WHAT TO PRODUCE
Below is a listing; give only the number of its lines that contain the word "loaded".

━━ DATASET RECORDS

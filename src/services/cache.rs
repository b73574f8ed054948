use crate::models::PhysiqueQuery;
use redis::aio::ConnectionManager;
use serde::{Deserialize, Serialize};
use std::sync::Arc;
use std::time::Duration;
use thiserror::Error;

/// Errors that can occur with cache operations
#[derive(Debug, Error)]
pub enum CacheError {
    #[error("Redis error: {0}")]
    RedisError(#[from] redis::RedisError),

    #[error("Serialization error: {0}")]
    SerializationError(#[from] serde_json::Error),

    #[error("Cache miss: {0}")]
    CacheMiss(String),
}

/// Two-tier cache for match results
///
/// L1 is an in-process moka cache. L2 is Redis and is optional; without it
/// the manager only uses L1.
pub struct CacheManager {
    redis: Option<Arc<tokio::sync::Mutex<ConnectionManager>>>,
    l1_cache: moka::future::Cache<String, Vec<u8>>,
    ttl_secs: u64,
}

impl CacheManager {
    /// Create a cache manager backed by Redis
    pub async fn new(redis_url: &str, l1_size: u64, ttl_secs: u64) -> Result<Self, CacheError> {
        let client = redis::Client::open(redis_url)?;
        let redis = redis::aio::ConnectionManager::new(client).await?;

        Ok(Self {
            redis: Some(Arc::new(tokio::sync::Mutex::new(redis))),
            l1_cache: build_l1(l1_size, ttl_secs),
            ttl_secs,
        })
    }

    /// Create an L1-only cache manager
    pub fn in_memory(l1_size: u64, ttl_secs: u64) -> Self {
        Self {
            redis: None,
            l1_cache: build_l1(l1_size, ttl_secs),
            ttl_secs,
        }
    }

    /// Get a value from cache (L1 first, then L2)
    pub async fn get<T>(&self, key: &str) -> Result<T, CacheError>
    where
        T: for<'de> Deserialize<'de>,
    {
        if let Some(bytes) = self.l1_cache.get(key).await {
            tracing::trace!("L1 cache hit: {}", key);
            return Ok(serde_json::from_slice(&bytes)?);
        }

        if let Some(redis) = &self.redis {
            let mut conn = redis.lock().await;
            let value: Option<String> = redis::cmd("GET")
                .arg(key)
                .query_async(&mut *conn)
                .await?;
            drop(conn);

            if let Some(json) = value {
                tracing::trace!("L2 cache hit: {}", key);

                self.l1_cache
                    .insert(key.to_string(), json.as_bytes().to_vec())
                    .await;

                return Ok(serde_json::from_str(&json)?);
            }
        }

        tracing::trace!("Cache miss: {}", key);
        Err(CacheError::CacheMiss(key.to_string()))
    }

    /// Set a value in every configured tier
    pub async fn set<T>(&self, key: &str, value: &T) -> Result<(), CacheError>
    where
        T: Serialize,
    {
        let json = serde_json::to_string(value)?;

        self.l1_cache
            .insert(key.to_string(), json.as_bytes().to_vec())
            .await;

        if let Some(redis) = &self.redis {
            let mut conn = redis.lock().await;
            let _: () = redis::cmd("SETEX")
                .arg(key)
                .arg(self.ttl_secs)
                .arg(json)
                .query_async(&mut *conn)
                .await?;
        }

        tracing::trace!("Cache set: {}", key);
        Ok(())
    }
}

fn build_l1(l1_size: u64, ttl_secs: u64) -> moka::future::Cache<String, Vec<u8>> {
    moka::future::CacheBuilder::new(l1_size)
        .time_to_live(Duration::from_secs(ttl_secs))
        .build()
}

/// Cache key builder
pub struct CacheKey;

impl CacheKey {
    /// Key for a single legacy match; expects a normalized query
    pub fn legacy(query: &PhysiqueQuery) -> String {
        format!("legacy:{}:{}:{}", query.age, query.height_cm, query.weight_kg)
    }

    /// Key for a ranked similar players list; expects a normalized query
    pub fn similar(query: &PhysiqueQuery, limit: usize) -> String {
        format!(
            "similar:{}:{}:{}:{}",
            query.age, query.height_cm, query.weight_kg, limit
        )
    }
}
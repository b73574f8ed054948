use serde::{Deserialize, Serialize};

/// Four-stage narrative attached to every reference player
#[derive(Debug, Clone, PartialEq, Eq, Serialize, Deserialize)]
pub struct LegacyStory {
    pub spark: String,
    pub breakthrough: String,
    pub peak: String,
    pub legacy: String,
}

/// Reference player the visitor is matched against
#[derive(Debug, Clone, PartialEq, Serialize, Deserialize)]
pub struct Candidate {
    pub id: String,
    pub name: String,
    pub role: String,
    pub archetype: String,
    #[serde(rename = "primeAge")]
    pub prime_age: u8,
    #[serde(rename = "heightCm")]
    pub height_cm: u16,
    #[serde(rename = "weightKg")]
    pub weight_kg: u16,
    pub story: LegacyStory,
}

/// Visitor-submitted physique
#[derive(Debug, Clone, Copy, PartialEq, Eq, Hash, Serialize, Deserialize)]
pub struct PhysiqueQuery {
    pub age: u8,
    #[serde(rename = "heightCm")]
    pub height_cm: u16,
    #[serde(rename = "weightKg")]
    pub weight_kg: u16,
}

impl PhysiqueQuery {
    pub fn new(age: u8, height_cm: u16, weight_kg: u16) -> Self {
        Self { age, height_cm, weight_kg }
    }

    /// Clamp and bucket the query into the matcher's internal domain
    pub fn normalized(&self) -> Self {
        crate::core::buckets::normalize(self)
    }
}

/// How a legacy match was decided
#[derive(Debug, Clone, Copy, PartialEq, Serialize, Deserialize)]
#[serde(tag = "kind", rename_all = "lowercase")]
pub enum MatchKind {
    Exact,
    Nearest { score: f64 },
}

/// Outcome of a single legacy match
#[derive(Debug, Clone, PartialEq, Serialize, Deserialize)]
pub struct LegacyMatch {
    pub candidate: Candidate,
    pub query: PhysiqueQuery,
    #[serde(rename = "normalizedQuery")]
    pub normalized_query: PhysiqueQuery,
    #[serde(rename = "match")]
    pub kind: MatchKind,
}

/// Candidate with its weighted distance, used for ranked lookups
#[derive(Debug, Clone, PartialEq, Serialize, Deserialize)]
pub struct ScoredCandidate {
    pub candidate: Candidate,
    pub score: f64,
    #[serde(rename = "isExact")]
    pub is_exact: bool,
}

/// Per-axis weights of the distance score
#[derive(Debug, Clone, Copy, PartialEq)]
pub struct DistanceWeights {
    pub height: f64,
    pub weight: f64,
    pub age: f64,
}

impl Default for DistanceWeights {
    fn default() -> Self {
        Self {
            height: 1.2,
            weight: 1.0,
            age: 0.6,
        }
    }
}

/// Contact details captured alongside a match request
#[derive(Debug, Clone, Serialize, Deserialize)]
pub struct NewLead {
    pub name: String,
    pub email: String,
    pub phone: Option<String>,
    pub age: u8,
    #[serde(rename = "heightCm")]
    pub height_cm: u16,
    #[serde(rename = "weightKg")]
    pub weight_kg: u16,
    #[serde(rename = "candidateId")]
    pub candidate_id: String,
}

/// Stored lead record
#[derive(Debug, Clone, Serialize, Deserialize)]
pub struct Lead {
    pub id: uuid::Uuid,
    pub name: String,
    pub email: String,
    pub phone: Option<String>,
    pub age: u8,
    #[serde(rename = "heightCm")]
    pub height_cm: u16,
    #[serde(rename = "weightKg")]
    pub weight_kg: u16,
    #[serde(rename = "candidateId")]
    pub candidate_id: String,
    #[serde(rename = "createdAt")]
    pub created_at: chrono::DateTime<chrono::Utc>,
}
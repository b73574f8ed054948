// Route exports
pub mod cart;
pub mod legacy;

pub use legacy::AppState;

use actix_web::web;

pub fn configure_routes(cfg: &mut web::ServiceConfig) {
    cfg.service(
        web::scope("/api/v1")
            .configure(legacy::configure)
            .configure(cart::configure),
    );
}
use config::{Config, ConfigError, Environment, File};
use serde::Deserialize;
use std::path::PathBuf;

use crate::models::DistanceWeights;

/// Application configuration
#[derive(Debug, Clone, Deserialize)]
pub struct Settings {
    #[serde(default)]
    pub server: ServerSettings,
    #[serde(default)]
    pub catalog: CatalogSettings,
    #[serde(default)]
    pub database: Option<DatabaseSettings>,
    #[serde(default)]
    pub cache: CacheSettings,
    #[serde(default)]
    pub matching: MatchingSettings,
    #[serde(default)]
    pub cart: CartSettings,
    #[serde(default)]
    pub scoring: ScoringSettings,
    #[serde(default)]
    pub logging: LoggingSettings,
}

#[derive(Debug, Clone, Deserialize)]
pub struct ServerSettings {
    #[serde(default = "default_host")]
    pub host: String,
    #[serde(default = "default_port")]
    pub port: u16,
    pub workers: Option<usize>,
}

impl Default for ServerSettings {
    fn default() -> Self {
        Self {
            host: default_host(),
            port: default_port(),
            workers: None,
        }
    }
}

fn default_host() -> String { "0.0.0.0".to_string() }
fn default_port() -> u16 { 8080 }

/// Where the candidate catalog is loaded from; `url` wins over `path`
#[derive(Debug, Clone, Deserialize)]
pub struct CatalogSettings {
    #[serde(default = "default_catalog_path")]
    pub path: PathBuf,
    pub url: Option<String>,
    #[serde(default = "default_catalog_timeout")]
    pub timeout_secs: u64,
}

impl Default for CatalogSettings {
    fn default() -> Self {
        Self {
            path: default_catalog_path(),
            url: None,
            timeout_secs: default_catalog_timeout(),
        }
    }
}

fn default_catalog_path() -> PathBuf { PathBuf::from("data/legends.json") }
fn default_catalog_timeout() -> u64 { 30 }

#[derive(Debug, Clone, Deserialize)]
pub struct DatabaseSettings {
    pub url: String,
    pub max_connections: Option<u32>,
    pub min_connections: Option<u32>,
    pub acquire_timeout_secs: Option<u64>,
    pub idle_timeout_secs: Option<u64>,
}

#[derive(Debug, Clone, Default, Deserialize)]
pub struct CacheSettings {
    pub redis_url: Option<String>,
    pub ttl_secs: Option<u64>,
    pub l1_cache_size: Option<u64>,
}

#[derive(Debug, Clone, Deserialize)]
pub struct MatchingSettings {
    #[serde(default = "default_similar_limit")]
    pub default_limit: u16,
    #[serde(default = "default_max_limit")]
    pub max_limit: u16,
}

impl Default for MatchingSettings {
    fn default() -> Self {
        Self {
            default_limit: default_similar_limit(),
            max_limit: default_max_limit(),
        }
    }
}

fn default_similar_limit() -> u16 { 5 }
fn default_max_limit() -> u16 { 25 }

/// Cart persistence; without a snapshot path carts are held in memory only
#[derive(Debug, Clone, Default, Deserialize)]
pub struct CartSettings {
    pub snapshot_path: Option<PathBuf>,
}

#[derive(Debug, Clone, Default, Deserialize)]
pub struct ScoringSettings {
    #[serde(default)]
    pub weights: WeightsConfig,
}

#[derive(Debug, Clone, Deserialize)]
pub struct WeightsConfig {
    #[serde(default = "default_height_weight")]
    pub height: f64,
    #[serde(default = "default_weight_weight")]
    pub weight: f64,
    #[serde(default = "default_age_weight")]
    pub age: f64,
}

impl Default for WeightsConfig {
    fn default() -> Self {
        Self {
            height: default_height_weight(),
            weight: default_weight_weight(),
            age: default_age_weight(),
        }
    }
}

impl WeightsConfig {
    /// Weights must be finite and non-negative, otherwise scores stop ordering candidates
    pub fn validate(&self) -> Result<(), ConfigError> {
        for (name, value) in [("height", self.height), ("weight", self.weight), ("age", self.age)] {
            if !value.is_finite() || value < 0.0 {
                return Err(ConfigError::Message(format!(
                    "scoring.weights.{} must be a finite non-negative number, got {}",
                    name, value
                )));
            }
        }
        Ok(())
    }
}

impl From<&WeightsConfig> for DistanceWeights {
    fn from(config: &WeightsConfig) -> Self {
        DistanceWeights {
            height: config.height,
            weight: config.weight,
            age: config.age,
        }
    }
}

fn default_height_weight() -> f64 { 1.2 }
fn default_weight_weight() -> f64 { 1.0 }
fn default_age_weight() -> f64 { 0.6 }

#[derive(Debug, Clone, Deserialize)]
pub struct LoggingSettings {
    #[serde(default = "default_log_level")]
    pub level: String,
    #[serde(default = "default_log_format")]
    pub format: String,
}

impl Default for LoggingSettings {
    fn default() -> Self {
        Self {
            level: default_log_level(),
            format: default_log_format(),
        }
    }
}

fn default_log_level() -> String { "info".to_string() }
fn default_log_format() -> String { "json".to_string() }

impl Settings {
    /// Load configuration from file and environment variables
    ///
    /// Configuration is loaded in the following order (later overrides earlier):
    /// 1. Default values in the struct
    /// 2. Configuration file (config/default.toml)
    /// 3. Local overrides (config/local.toml)
    /// 4. Environment variables (prefixed with LEGACY__)
    /// 5. DATABASE_URL, if set
    pub fn load() -> Result<Self, ConfigError> {
        let settings = Config::builder()
            .add_source(File::with_name("config/default").required(false))
            .add_source(File::with_name("config/local").required(false))
            // e.g., LEGACY__SERVER__PORT -> server.port
            .add_source(
                Environment::with_prefix("LEGACY")
                    .prefix_separator("__")
                    .separator("__")
                    .try_parsing(true),
            )
            .build()?;

        let settings = apply_database_url(settings, std::env::var("DATABASE_URL").ok())?;

        let settings: Settings = settings.try_deserialize()?;
        settings.scoring.weights.validate()?;
        Ok(settings)
    }
}

/// Let a plain DATABASE_URL enable and point the lead store
fn apply_database_url(settings: Config, database_url: Option<String>) -> Result<Config, ConfigError> {
    match database_url {
        Some(url) => Config::builder()
            .add_source(settings)
            .set_override("database.url", url)?
            .build(),
        None => Ok(settings),
    }
}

━━━━

RESULT OF THE EXERCISE
2